Collected data entries
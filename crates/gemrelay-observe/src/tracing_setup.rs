//! Tracing subscriber initialization.
//!
//! ```no_run
//! // Logging only, `info` unless RUST_LOG says otherwise
//! gemrelay_observe::tracing_setup::init_tracing(false, "info").unwrap();
//!
//! // Also export spans to stdout through OpenTelemetry
//! gemrelay_observe::tracing_setup::init_tracing(true, "debug").unwrap();
//! ```

use std::sync::OnceLock;

use opentelemetry::trace::TracerProvider as _;
use opentelemetry_sdk::trace::SdkTracerProvider;
use tracing_subscriber::EnvFilter;
use tracing_subscriber::fmt::format::FmtSpan;
use tracing_subscriber::layer::SubscriberExt;
use tracing_subscriber::util::SubscriberInitExt;

/// Kept so the provider can be flushed on exit.
static TRACER_PROVIDER: OnceLock<SdkTracerProvider> = OnceLock::new();

/// Build the level filter: `RUST_LOG` when set and valid, else `default_filter`.
pub fn build_filter(default_filter: &str) -> EnvFilter {
    EnvFilter::try_from_default_env().unwrap_or_else(|_| EnvFilter::new(default_filter))
}

/// Install the global tracing subscriber.
///
/// Always installs a `fmt` layer that reports span close timing. With
/// `enable_otel`, spans are also bridged to OpenTelemetry and exported to
/// stdout.
///
/// # Errors
///
/// Fails if a global subscriber is already installed.
pub fn init_tracing(
    enable_otel: bool,
    default_filter: &str,
) -> Result<(), Box<dyn std::error::Error + Send + Sync>> {
    let fmt_layer = tracing_subscriber::fmt::layer()
        .with_target(true)
        .with_span_events(FmtSpan::CLOSE);

    let registry = tracing_subscriber::registry()
        .with(build_filter(default_filter))
        .with(fmt_layer);

    if enable_otel {
        let provider = SdkTracerProvider::builder()
            .with_simple_exporter(opentelemetry_stdout::SpanExporter::default())
            .build();
        let tracer = provider.tracer("gemrelay");

        let _ = TRACER_PROVIDER.set(provider.clone());
        opentelemetry::global::set_tracer_provider(provider);

        registry
            .with(tracing_opentelemetry::layer().with_tracer(tracer))
            .try_init()?;
    } else {
        registry.try_init()?;
    }

    Ok(())
}

/// Flush and shut down the OpenTelemetry provider, if one was installed.
pub fn shutdown_tracing() {
    if let Some(provider) = TRACER_PROVIDER.get() {
        if let Err(e) = provider.shutdown() {
            eprintln!("Warning: OTel tracer provider shutdown error: {e}");
        }
    }
}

* **Goal of the exercise**:
Out of the records above, pick each line that contains the string "true".

* **Solved exercise**:
//! gemrelay_observe::tracing_setup::init_tracing(true, "debug").unwrap();
        .with_target(true)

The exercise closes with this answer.